EXERCISE REQUIREMENTS: All of the data is to be copied word for word.

Excerpts from a dataset
※ ※ ※
//! Read-only lookups behind the assistant's queries.

use async_trait::async_trait;
use chrono::{DateTime, FixedOffset};
use rust_decimal::Decimal;
use serde::Serialize;
use stokvel_shared::types::{PaymentId, StokvelId, UserId};
use thiserror::Error;

use crate::contribution::PaymentStatus;
use crate::stokvel::StokvelStatistics;

/// A lookup failed in the backing store.
#[derive(Debug, Error)]
#[error("directory lookup failed: {0}")]
pub struct DirectoryError(pub String);

/// A stokvel as listed.
#[derive(Debug, Clone, PartialEq, Eq, Serialize)]
pub struct StokvelSummary {
    /// Stokvel ID.
    pub id: StokvelId,
    /// Display name.
    pub name: String,
    /// Target group size.
    pub number_people: i32,
    /// Saving goal.
    pub goal: String,
    /// Expected monthly contribution.
    pub monthly_contribution: Decimal,
    /// Current fund value.
    pub net_value: i64,
    /// Interest rate percentage.
    pub interest_rate: Decimal,
    /// Start of the stokvel.
    pub started_at: DateTime<FixedOffset>,
    /// Optional end.
    pub end_at: Option<DateTime<FixedOffset>>,
}

/// A stokvel with its activity counts.
#[derive(Debug, Clone, PartialEq, Eq, Serialize)]
pub struct StokvelDetail {
    /// Definition and balance.
    #[serde(flatten)]
    pub stokvel: StokvelSummary,
    /// Enrolled members.
    pub current_enrollments: u64,
    /// Ledger rows recorded.
    pub total_payments_made: u64,
}

/// An enrolled member.
#[derive(Debug, Clone, PartialEq, Eq, Serialize)]
pub struct MemberSummary {
    /// Member ID.
    pub user_id: UserId,
    /// First name and surname.
    pub name: String,
    /// Contact email, if known.
    pub email: Option<String>,
    /// Whether the member organises the stokvel.
    pub is_admin: bool,
    /// When the member joined this stokvel.
    pub enrolled_at: DateTime<FixedOffset>,
}

/// A stokvel seen from one member's side.
#[derive(Debug, Clone, PartialEq, Eq, Serialize)]
pub struct UserStokvel {
    /// Stokvel ID.
    pub stokvel_id: StokvelId,
    /// Stokvel name.
    pub stokvel_name: String,
    /// Expected monthly contribution.
    pub monthly_contribution: Decimal,
    /// Current fund value.
    pub net_value: i64,
    /// Whether the member organises the stokvel.
    pub is_admin: bool,
    /// When the member joined.
    pub enrolled_at: DateTime<FixedOffset>,
}

/// Filter for payment history lookups.
#[derive(Debug, Clone, Copy, Default, PartialEq, Eq)]
pub struct PaymentFilter {
    /// Restrict to one member.
    pub user_id: Option<UserId>,
    /// Restrict to one stokvel.
    pub stokvel_id: Option<StokvelId>,
}

/// A ledger row joined with member and stokvel names.
#[derive(Debug, Clone, PartialEq, Eq)]
pub struct PaymentRow {
    /// Payment ID.
    pub payment_id: PaymentId,
    /// Payer.
    pub user_id: UserId,
    /// Payer's full name.
    pub user_name: String,
    /// Stokvel paid into.
    pub stokvel_id: StokvelId,
    /// Stokvel name.
    pub stokvel_name: String,
    /// Signed amount.
    pub amount: Decimal,
    /// When it was paid, in the offset it was recorded in.
    pub paid_at: DateTime<FixedOffset>,
}

/// A ledger row with its derived status.
#[derive(Debug, Clone, PartialEq, Eq, Serialize)]
pub struct PaymentRecord {
    /// Payment ID.
    pub payment_id: PaymentId,
    /// Payer.
    pub user_id: UserId,
    /// Payer's full name.
    pub user_name: String,
    /// Stokvel paid into.
    pub stokvel_id: StokvelId,
    /// Stokvel name.
    pub stokvel_name: String,
    /// Signed amount.
    pub amount: Decimal,
    /// When it was paid.
    pub paid_at: DateTime<FixedOffset>,
    /// 1 when paid in the current calendar month.
    pub status: PaymentStatus,
}

impl PaymentRecord {
    /// Attaches a status to a row.
    #[must_use]
    pub fn from_row(row: PaymentRow, status: PaymentStatus) -> Self {
        Self {
            payment_id: row.payment_id,
            user_id: row.user_id,
            user_name: row.user_name,
            stokvel_id: row.stokvel_id,
            stokvel_name: row.stokvel_name,
            amount: row.amount,
            paid_at: row.paid_at,
            status,
        }
    }
}

/// Statistics together with the stokvel's descriptive fields.
#[derive(Debug, Clone, PartialEq, Eq, Serialize)]
pub struct StatisticsReport {
    /// Stokvel name.
    pub stokvel_name: String,
    /// Saving goal.
    pub goal: String,
    /// Expected monthly contribution.
    pub target_monthly_contribution: Decimal,
    /// Interest rate percentage.
    pub interest_rate: Decimal,
    /// Computed totals.
    #[serde(flatten)]
    pub statistics: StokvelStatistics,
}

/// A name search match.
#[derive(Debug, Clone, PartialEq, Eq, Serialize)]
pub struct SearchHit {
    /// Stokvel ID.
    pub id: StokvelId,
    /// Display name.
    pub name: String,
    /// Saving goal.
    pub goal: String,
    /// Expected monthly contribution.
    pub monthly_contribution: Decimal,
    /// Current fund value.
    pub net_value: i64,
    /// Enrolled members.
    pub member_count: u64,
}

/// Read-only access to stokvels, members and payments.
#[cfg_attr(test, mockall::automock)]
#[async_trait]
pub trait StokvelDirectory: Send + Sync {
    /// Every stokvel.
    async fn list_stokvels(&self) -> Result<Vec<StokvelSummary>, DirectoryError>;

    /// One stokvel with activity counts.
    async fn get_stokvel(&self, stokvel_id: StokvelId)
    -> Result<Option<StokvelDetail>, DirectoryError>;

    /// Members of a stokvel.
    async fn stokvel_members(
        &self,
        stokvel_id: StokvelId,
    ) -> Result<Vec<MemberSummary>, DirectoryError>;

    /// Stokvels a member belongs to.
    async fn user_stokvels(&self, user_id: UserId) -> Result<Vec<UserStokvel>, DirectoryError>;

    /// Latest payments matching the filter, newest first, at most `limit`.
    async fn payment_history(
        &self,
        filter: PaymentFilter,
        limit: u64,
    ) -> Result<Vec<PaymentRow>, DirectoryError>;

    /// Statistics for a stokvel, `None` if it does not exist.
    async fn stokvel_statistics(
        &self,
        stokvel_id: StokvelId,
    ) -> Result<Option<StatisticsReport>, DirectoryError>;

    /// Stokvels whose name contains `term`, ignoring case.
    async fn search_stokvels(&self, term: &str) -> Result<Vec<SearchHit>, DirectoryError>;
}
※ ※ ※
SOLUTION BELOW:
//! Read-only lookups behind the assistant's queries.

use async_trait::async_trait;
use chrono::{DateTime, FixedOffset};
use rust_decimal::Decimal;
use serde::Serialize;
use stokvel_shared::types::{PaymentId, StokvelId, UserId};
use thiserror::Error;

use crate::contribution::PaymentStatus;
use crate::stokvel::StokvelStatistics;

/// A lookup failed in the backing store.
#[derive(Debug, Error)]
#[error("directory lookup failed: {0}")]
pub struct DirectoryError(pub String);

/// A stokvel as listed.
#[derive(Debug, Clone, PartialEq, Eq, Serialize)]
pub struct StokvelSummary {
    /// Stokvel ID.
    pub id: StokvelId,
    /// Display name.
    pub name: String,
    /// Target group size.
    pub number_people: i32,
    /// Saving goal.
    pub goal: String,
    /// Expected monthly contribution.
    pub monthly_contribution: Decimal,
    /// Current fund value.
    pub net_value: i64,
    /// Interest rate percentage.
    pub interest_rate: Decimal,
    /// Start of the stokvel.
    pub started_at: DateTime<FixedOffset>,
    /// Optional end.
    pub end_at: Option<DateTime<FixedOffset>>,
}

/// A stokvel with its activity counts.
#[derive(Debug, Clone, PartialEq, Eq, Serialize)]
pub struct StokvelDetail {
    /// Definition and balance.
    #[serde(flatten)]
    pub stokvel: StokvelSummary,
    /// Enrolled members.
    pub current_enrollments: u64,
    /// Ledger rows recorded.
    pub total_payments_made: u64,
}

/// An enrolled member.
#[derive(Debug, Clone, PartialEq, Eq, Serialize)]
pub struct MemberSummary {
    /// Member ID.
    pub user_id: UserId,
    /// First name and surname.
    pub name: String,
    /// Contact email, if known.
    pub email: Option<String>,
    /// Whether the member organises the stokvel.
    pub is_admin: bool,
    /// When the member joined this stokvel.
    pub enrolled_at: DateTime<FixedOffset>,
}

/// A stokvel seen from one member's side.
#[derive(Debug, Clone, PartialEq, Eq, Serialize)]
pub struct UserStokvel {
    /// Stokvel ID.
    pub stokvel_id: StokvelId,
    /// Stokvel name.
    pub stokvel_name: String,
    /// Expected monthly contribution.
    pub monthly_contribution: Decimal,
    /// Current fund value.
    pub net_value: i64,
    /// Whether the member organises the stokvel.
    pub is_admin: bool,
    /// When the member joined.
    pub enrolled_at: DateTime<FixedOffset>,
}

/// Filter for payment history lookups.
#[derive(Debug, Clone, Copy, Default, PartialEq, Eq)]
pub struct PaymentFilter {
    /// Restrict to one member.
    pub user_id: Option<UserId>,
    /// Restrict to one stokvel.
    pub stokvel_id: Option<StokvelId>,
}

/// A ledger row joined with member and stokvel names.
#[derive(Debug, Clone, PartialEq, Eq)]
pub struct PaymentRow {
    /// Payment ID.
    pub payment_id: PaymentId,
    /// Payer.
    pub user_id: UserId,
    /// Payer's full name.
    pub user_name: String,
    /// Stokvel paid into.
    pub stokvel_id: StokvelId,
    /// Stokvel name.
    pub stokvel_name: String,
    /// Signed amount.
    pub amount: Decimal,
    /// When it was paid, in the offset it was recorded in.
    pub paid_at: DateTime<FixedOffset>,
}

/// A ledger row with its derived status.
#[derive(Debug, Clone, PartialEq, Eq, Serialize)]
pub struct PaymentRecord {
    /// Payment ID.
    pub payment_id: PaymentId,
    /// Payer.
    pub user_id: UserId,
    /// Payer's full name.
    pub user_name: String,
    /// Stokvel paid into.
    pub stokvel_id: StokvelId,
    /// Stokvel name.
    pub stokvel_name: String,
    /// Signed amount.
    pub amount: Decimal,
    /// When it was paid.
    pub paid_at: DateTime<FixedOffset>,
    /// 1 when paid in the current calendar month.
    pub status: PaymentStatus,
}

impl PaymentRecord {
    /// Attaches a status to a row.
    #[must_use]
    pub fn from_row(row: PaymentRow, status: PaymentStatus) -> Self {
        Self {
            payment_id: row.payment_id,
            user_id: row.user_id,
            user_name: row.user_name,
            stokvel_id: row.stokvel_id,
            stokvel_name: row.stokvel_name,
            amount: row.amount,
            paid_at: row.paid_at,
            status,
        }
    }
}

/// Statistics together with the stokvel's descriptive fields.
#[derive(Debug, Clone, PartialEq, Eq, Serialize)]
pub struct StatisticsReport {
    /// Stokvel name.
    pub stokvel_name: String,
    /// Saving goal.
    pub goal: String,
    /// Expected monthly contribution.
    pub target_monthly_contribution: Decimal,
    /// Interest rate percentage.
    pub interest_rate: Decimal,
    /// Computed totals.
    #[serde(flatten)]
    pub statistics: StokvelStatistics,
}

/// A name search match.
#[derive(Debug, Clone, PartialEq, Eq, Serialize)]
pub struct SearchHit {
    /// Stokvel ID.
    pub id: StokvelId,
    /// Display name.
    pub name: String,
    /// Saving goal.
    pub goal: String,
    /// Expected monthly contribution.
    pub monthly_contribution: Decimal,
    /// Current fund value.
    pub net_value: i64,
    /// Enrolled members.
    pub member_count: u64,
}

/// Read-only access to stokvels, members and payments.
#[cfg_attr(test, mockall::automock)]
#[async_trait]
pub trait StokvelDirectory: Send + Sync {
    /// Every stokvel.
    async fn list_stokvels(&self) -> Result<Vec<StokvelSummary>, DirectoryError>;

    /// One stokvel with activity counts.
    async fn get_stokvel(&self, stokvel_id: StokvelId)
    -> Result<Option<StokvelDetail>, DirectoryError>;

    /// Members of a stokvel.
    async fn stokvel_members(
        &self,
        stokvel_id: StokvelId,
    ) -> Result<Vec<MemberSummary>, DirectoryError>;

    /// Stokvels a member belongs to.
    async fn user_stokvels(&self, user_id: UserId) -> Result<Vec<UserStokvel>, DirectoryError>;

    /// Latest payments matching the filter, newest first, at most `limit`.
    async fn payment_history(
        &self,
        filter: PaymentFilter,
        limit: u64,
    ) -> Result<Vec<PaymentRow>, DirectoryError>;

    /// Statistics for a stokvel, `None` if it does not exist.
    async fn stokvel_statistics(
        &self,
        stokvel_id: StokvelId,
    ) -> Result<Option<StatisticsReport>, DirectoryError>;

    /// Stokvels whose name contains `term`, ignoring case.
    async fn search_stokvels(&self, term: &str) -> Result<Vec<SearchHit>, DirectoryError>;
}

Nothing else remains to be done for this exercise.